ABOUT THIS TASK -> The whole of the data is to be returned without a single change.

*** RECORDS FOR THE TASK ***

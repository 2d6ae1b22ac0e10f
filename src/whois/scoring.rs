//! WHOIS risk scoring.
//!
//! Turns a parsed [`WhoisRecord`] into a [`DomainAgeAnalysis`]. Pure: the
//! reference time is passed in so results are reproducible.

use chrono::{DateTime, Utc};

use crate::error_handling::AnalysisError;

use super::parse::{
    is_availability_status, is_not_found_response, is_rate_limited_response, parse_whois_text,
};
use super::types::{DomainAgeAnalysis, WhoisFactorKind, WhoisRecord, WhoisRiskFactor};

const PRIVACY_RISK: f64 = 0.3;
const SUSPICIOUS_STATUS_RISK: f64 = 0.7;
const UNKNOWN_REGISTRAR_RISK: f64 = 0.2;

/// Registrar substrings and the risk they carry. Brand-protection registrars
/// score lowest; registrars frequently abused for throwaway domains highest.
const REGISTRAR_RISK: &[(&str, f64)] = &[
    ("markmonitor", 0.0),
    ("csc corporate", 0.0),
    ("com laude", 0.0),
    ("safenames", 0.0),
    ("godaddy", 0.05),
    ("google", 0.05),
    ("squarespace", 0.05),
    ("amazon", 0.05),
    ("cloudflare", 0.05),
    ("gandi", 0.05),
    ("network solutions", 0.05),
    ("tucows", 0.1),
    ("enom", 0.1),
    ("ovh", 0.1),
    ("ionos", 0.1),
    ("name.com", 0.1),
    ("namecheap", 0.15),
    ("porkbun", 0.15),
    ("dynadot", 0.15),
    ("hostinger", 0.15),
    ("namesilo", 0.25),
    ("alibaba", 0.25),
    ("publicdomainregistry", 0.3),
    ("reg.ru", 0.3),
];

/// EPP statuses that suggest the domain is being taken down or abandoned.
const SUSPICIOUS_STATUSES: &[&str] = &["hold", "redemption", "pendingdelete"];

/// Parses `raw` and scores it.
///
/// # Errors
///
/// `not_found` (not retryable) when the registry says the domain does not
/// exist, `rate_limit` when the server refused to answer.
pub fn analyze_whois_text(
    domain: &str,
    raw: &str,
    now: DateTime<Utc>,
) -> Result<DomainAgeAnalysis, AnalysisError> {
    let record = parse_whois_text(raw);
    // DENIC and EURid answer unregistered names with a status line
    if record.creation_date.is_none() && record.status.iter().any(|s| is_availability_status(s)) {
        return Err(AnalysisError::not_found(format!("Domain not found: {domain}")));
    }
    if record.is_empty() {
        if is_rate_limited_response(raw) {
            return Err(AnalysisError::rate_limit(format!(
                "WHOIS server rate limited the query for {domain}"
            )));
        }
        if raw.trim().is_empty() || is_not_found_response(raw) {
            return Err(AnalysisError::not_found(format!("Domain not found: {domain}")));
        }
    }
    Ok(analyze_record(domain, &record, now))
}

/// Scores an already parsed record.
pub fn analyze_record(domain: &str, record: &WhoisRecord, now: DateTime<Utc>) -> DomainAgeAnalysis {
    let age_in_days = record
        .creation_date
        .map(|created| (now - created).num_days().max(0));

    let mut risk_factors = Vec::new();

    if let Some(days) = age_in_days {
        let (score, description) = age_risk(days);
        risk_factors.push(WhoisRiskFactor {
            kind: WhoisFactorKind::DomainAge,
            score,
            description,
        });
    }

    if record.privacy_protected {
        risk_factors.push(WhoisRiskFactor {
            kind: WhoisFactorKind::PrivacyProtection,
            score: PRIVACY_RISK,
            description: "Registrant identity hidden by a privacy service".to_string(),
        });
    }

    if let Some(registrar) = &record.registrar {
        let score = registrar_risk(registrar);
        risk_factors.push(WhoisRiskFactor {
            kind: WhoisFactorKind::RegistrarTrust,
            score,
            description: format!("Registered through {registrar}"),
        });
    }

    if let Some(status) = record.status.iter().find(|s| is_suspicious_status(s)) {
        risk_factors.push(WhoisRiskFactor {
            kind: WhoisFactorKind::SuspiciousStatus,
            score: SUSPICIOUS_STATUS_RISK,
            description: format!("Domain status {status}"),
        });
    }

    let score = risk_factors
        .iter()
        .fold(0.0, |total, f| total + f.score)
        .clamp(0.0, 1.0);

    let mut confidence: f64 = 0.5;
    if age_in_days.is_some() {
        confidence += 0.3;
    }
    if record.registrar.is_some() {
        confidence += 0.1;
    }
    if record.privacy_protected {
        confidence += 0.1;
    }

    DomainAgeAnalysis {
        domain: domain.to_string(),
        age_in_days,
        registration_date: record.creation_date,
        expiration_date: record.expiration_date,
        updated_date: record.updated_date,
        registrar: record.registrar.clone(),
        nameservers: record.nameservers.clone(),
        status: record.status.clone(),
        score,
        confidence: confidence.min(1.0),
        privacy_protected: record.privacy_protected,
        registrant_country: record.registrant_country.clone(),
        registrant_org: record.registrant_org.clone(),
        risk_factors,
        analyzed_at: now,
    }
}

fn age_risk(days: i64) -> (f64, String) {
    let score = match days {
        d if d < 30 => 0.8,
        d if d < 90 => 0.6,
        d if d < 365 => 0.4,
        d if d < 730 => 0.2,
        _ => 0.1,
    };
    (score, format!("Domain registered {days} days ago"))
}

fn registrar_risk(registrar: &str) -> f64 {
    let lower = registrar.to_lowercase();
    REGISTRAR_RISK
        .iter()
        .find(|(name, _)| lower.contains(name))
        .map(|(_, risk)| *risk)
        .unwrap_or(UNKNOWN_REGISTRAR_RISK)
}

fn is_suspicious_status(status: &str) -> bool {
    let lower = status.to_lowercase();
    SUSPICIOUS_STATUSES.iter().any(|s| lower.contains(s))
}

*** End of RECORDS FOR THE TASK ***

WORKED SOLUTION ->
repository 2d6ae1b22ac0e10f
filename src/whois/scoring.rs
//! WHOIS risk scoring.
//!
//! Turns a parsed [`WhoisRecord`] into a [`DomainAgeAnalysis`]. Pure: the
//! reference time is passed in so results are reproducible.

use chrono::{DateTime, Utc};

use crate::error_handling::AnalysisError;

use super::parse::{
    is_availability_status, is_not_found_response, is_rate_limited_response, parse_whois_text,
};
use super::types::{DomainAgeAnalysis, WhoisFactorKind, WhoisRecord, WhoisRiskFactor};

const PRIVACY_RISK: f64 = 0.3;
const SUSPICIOUS_STATUS_RISK: f64 = 0.7;
const UNKNOWN_REGISTRAR_RISK: f64 = 0.2;

/// Registrar substrings and the risk they carry. Brand-protection registrars
/// score lowest; registrars frequently abused for throwaway domains highest.
const REGISTRAR_RISK: &[(&str, f64)] = &[
    ("markmonitor", 0.0),
    ("csc corporate", 0.0),
    ("com laude", 0.0),
    ("safenames", 0.0),
    ("godaddy", 0.05),
    ("google", 0.05),
    ("squarespace", 0.05),
    ("amazon", 0.05),
    ("cloudflare", 0.05),
    ("gandi", 0.05),
    ("network solutions", 0.05),
    ("tucows", 0.1),
    ("enom", 0.1),
    ("ovh", 0.1),
    ("ionos", 0.1),
    ("name.com", 0.1),
    ("namecheap", 0.15),
    ("porkbun", 0.15),
    ("dynadot", 0.15),
    ("hostinger", 0.15),
    ("namesilo", 0.25),
    ("alibaba", 0.25),
    ("publicdomainregistry", 0.3),
    ("reg.ru", 0.3),
];

/// EPP statuses that suggest the domain is being taken down or abandoned.
const SUSPICIOUS_STATUSES: &[&str] = &["hold", "redemption", "pendingdelete"];

/// Parses `raw` and scores it.
///
/// # Errors
///
/// `not_found` (not retryable) when the registry says the domain does not
/// exist, `rate_limit` when the server refused to answer.
pub fn analyze_whois_text(
    domain: &str,
    raw: &str,
    now: DateTime<Utc>,
) -> Result<DomainAgeAnalysis, AnalysisError> {
    let record = parse_whois_text(raw);
    // DENIC and EURid answer unregistered names with a status line
    if record.creation_date.is_none() && record.status.iter().any(|s| is_availability_status(s)) {
        return Err(AnalysisError::not_found(format!("Domain not found: {domain}")));
    }
    if record.is_empty() {
        if is_rate_limited_response(raw) {
            return Err(AnalysisError::rate_limit(format!(
                "WHOIS server rate limited the query for {domain}"
            )));
        }
        if raw.trim().is_empty() || is_not_found_response(raw) {
            return Err(AnalysisError::not_found(format!("Domain not found: {domain}")));
        }
    }
    Ok(analyze_record(domain, &record, now))
}

/// Scores an already parsed record.
pub fn analyze_record(domain: &str, record: &WhoisRecord, now: DateTime<Utc>) -> DomainAgeAnalysis {
    let age_in_days = record
        .creation_date
        .map(|created| (now - created).num_days().max(0));

    let mut risk_factors = Vec::new();

    if let Some(days) = age_in_days {
        let (score, description) = age_risk(days);
        risk_factors.push(WhoisRiskFactor {
            kind: WhoisFactorKind::DomainAge,
            score,
            description,
        });
    }

    if record.privacy_protected {
        risk_factors.push(WhoisRiskFactor {
            kind: WhoisFactorKind::PrivacyProtection,
            score: PRIVACY_RISK,
            description: "Registrant identity hidden by a privacy service".to_string(),
        });
    }

    if let Some(registrar) = &record.registrar {
        let score = registrar_risk(registrar);
        risk_factors.push(WhoisRiskFactor {
            kind: WhoisFactorKind::RegistrarTrust,
            score,
            description: format!("Registered through {registrar}"),
        });
    }

    if let Some(status) = record.status.iter().find(|s| is_suspicious_status(s)) {
        risk_factors.push(WhoisRiskFactor {
            kind: WhoisFactorKind::SuspiciousStatus,
            score: SUSPICIOUS_STATUS_RISK,
            description: format!("Domain status {status}"),
        });
    }

    let score = risk_factors
        .iter()
        .fold(0.0, |total, f| total + f.score)
        .clamp(0.0, 1.0);

    let mut confidence: f64 = 0.5;
    if age_in_days.is_some() {
        confidence += 0.3;
    }
    if record.registrar.is_some() {
        confidence += 0.1;
    }
    if record.privacy_protected {
        confidence += 0.1;
    }

    DomainAgeAnalysis {
        domain: domain.to_string(),
        age_in_days,
        registration_date: record.creation_date,
        expiration_date: record.expiration_date,
        updated_date: record.updated_date,
        registrar: record.registrar.clone(),
        nameservers: record.nameservers.clone(),
        status: record.status.clone(),
        score,
        confidence: confidence.min(1.0),
        privacy_protected: record.privacy_protected,
        registrant_country: record.registrant_country.clone(),
        registrant_org: record.registrant_org.clone(),
        risk_factors,
        analyzed_at: now,
    }
}

fn age_risk(days: i64) -> (f64, String) {
    let score = match days {
        d if d < 30 => 0.8,
        d if d < 90 => 0.6,
        d if d < 365 => 0.4,
        d if d < 730 => 0.2,
        _ => 0.1,
    };
    (score, format!("Domain registered {days} days ago"))
}

fn registrar_risk(registrar: &str) -> f64 {
    let lower = registrar.to_lowercase();
    REGISTRAR_RISK
        .iter()
        .find(|(name, _)| lower.contains(name))
        .map(|(_, risk)| *risk)
        .unwrap_or(UNKNOWN_REGISTRAR_RISK)
}

fn is_suspicious_status(status: &str) -> bool {
    let lower = status.to_lowercase();
    SUSPICIOUS_STATUSES.iter().any(|s| lower.contains(s))
}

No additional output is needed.